Startups born from landing page experiments usually fail.

Everyday you read articles like “How I signed up 50,000 users before I built my product” and you feel like such a schmuck for actually building your product and then signing up customers. But guess what, follow these companies long enough and they inevitably fail.

Why? Because it’s actually relatively easier to sign up users with a promise than with a tangible product. Throw enough promises “easiest project management app”, “AI that builds your website for you”, “most powerful social analytics platform” and people may actually pay you without seeing the app since they have this awesome app in their heads – its called “The Emperor’s New Clothes Syndrome”

BUT once you have a product people can see, they immediately see the flaws and they turn off.

The articles sound as if once you’ve “signed up 5000 users”, your work is done. Actually you’ve doomed yourself. The reason is you’ve got 5000 people who think your app will be what they have in their head. And they become a pain in the ass. At best, you piss them off when you fail to deliver, at worst they feel you cheated them of their money and become a big distraction.
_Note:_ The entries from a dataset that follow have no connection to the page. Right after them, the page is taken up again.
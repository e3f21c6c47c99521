//! Frame scheduling and timing utilities.
//!
//! Provides portable frame pacing without async/await or platform-specific timers.
//! The caller is responsible for sleeping/waiting between frames.

use embassy_time::{Duration, Instant};

use crate::{Scene, SceneOutput};

/// Default target frame rate (60 FPS).
pub const DEFAULT_FPS: u32 = 60;

/// Default frame duration based on target FPS.
pub const DEFAULT_FRAME_DURATION: Duration =
    Duration::from_micros(1_000_000 / DEFAULT_FPS as u64);

/// Result of a frame tick operation.
#[derive(Debug, Clone, Copy)]
pub struct FrameResult {
    /// The deadline for the next frame.
    pub next_deadline: Instant,
    /// How long to wait until the next frame (may be zero if behind schedule).
    pub sleep_duration: Duration,
}

/// Portable frame scheduler that paces scene updates.
///
/// Each tick renders the scene, hands the frame to the output and returns
/// timing info so the caller can sleep. Falling more than two frames behind
/// resets the schedule instead of catching up.
///
/// # Usage
///
/// ```ignore
/// let mut scheduler = FrameScheduler::new(scene, output);
///
/// loop {
///     let result = scheduler.tick(Instant::from_millis(now_ms()));
///     sleep_ms(result.sleep_duration.as_millis());
/// }
/// ```
pub struct FrameScheduler<'a, O: SceneOutput, const COMMAND_QUEUE_SIZE: usize> {
    output: O,
    scene: Scene<'a, COMMAND_QUEUE_SIZE>,
    next_frame: Option<Instant>,
    frame_duration: Duration,
}

impl<'a, O: SceneOutput, const COMMAND_QUEUE_SIZE: usize>
    FrameScheduler<'a, O, COMMAND_QUEUE_SIZE>
{
    /// Create a new frame scheduler running at `DEFAULT_FPS`.
    pub fn new(scene: Scene<'a, COMMAND_QUEUE_SIZE>, output: O) -> Self {
        Self::with_frame_duration(scene, output, DEFAULT_FRAME_DURATION)
    }

    /// Create a new frame scheduler with custom frame duration.
    pub fn with_frame_duration(
        scene: Scene<'a, COMMAND_QUEUE_SIZE>,
        output: O,
        frame_duration: Duration,
    ) -> Self {
        Self {
            output,
            scene,
            next_frame: None,
            frame_duration,
        }
    }

    /// Process one frame and return timing information.
    ///
    /// The caller is responsible for waiting until `next_deadline` before
    /// calling `tick` again.
    pub fn tick(&mut self, now: Instant) -> FrameResult {
        let max_drift = self.frame_duration + self.frame_duration;
        let scheduled = match self.next_frame {
            Some(deadline) if now.saturating_duration_since(deadline) <= max_drift => deadline,
            _ => now,
        };

        let frame = self.scene.render(now);
        self.output.apply(&frame);

        let next_deadline = scheduled + self.frame_duration;
        self.next_frame = Some(next_deadline);

        FrameResult {
            next_deadline,
            sleep_duration: next_deadline.saturating_duration_since(now),
        }
    }

    pub fn scene(&self) -> &Scene<'a, COMMAND_QUEUE_SIZE> {
        &self.scene
    }

    pub fn scene_mut(&mut self) -> &mut Scene<'a, COMMAND_QUEUE_SIZE> {
        &mut self.scene
    }

    pub fn output(&self) -> &O {
        &self.output
    }
}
However if your goal is to scam a bunch of money or to build a large email list so you can sell to spammers. Well congratulations!

Go look up the startups who got traction with a promise and see where they are today. A few come to mind – SpringSled, TheGrid.io, Myri.se.


  • You nailed it. Saw the same thing back in 2000. Lots of vaporware, it’s part of the industry: throw things at the wall and see what sticks. VC’s don’t help much either as they have the same mentality.

    I once had a very heated argument with one of my VCs (back in 1999) about this same issue; his logic: Microsoft ships vaporware, so should you; My logic: I’M NOT MICROSOFT (ie: I can’t afford to piss off my valuable paying customers with crappy new features).

    It’s a fine line between putting out crap vs. waiting until it’s perfect. I think every entrepreneur since time began has struggled with this. Success is based on so many variables, but as you stated: why start off on the complete wrong foot (unless maybe you’re willing to piss off the first 5,000 to get their money to build the product :0

    Those with a definitive passion to build something can eventually succeed despite 5,000 disappointed visitors/customers, but in this connected world those 5,000 might just say enough bad things about you or your product that you never get to the next step. Just one of the many dilemmas of starting a biz…

  • I guess there’s a difference between building a landing page to gather leads thinking it is some kind of validation of your whole business model and building a landing page split-test to test value propositions, for instance. The problem is not building the landing page, the problem is to think it validates anything per se.

  • No kidding. Mailbox got acquired by Dropbox for $100M based on a huge waiting list. And now Dropbox shut it down.

    Guess the CEO of Dropbox thought the Mailbox founders were expert wardrobe weavers.

    Its too bad The Grid won’t have that privilege since the cat’s out of the bag that the AI is dumber than a stack of bricks.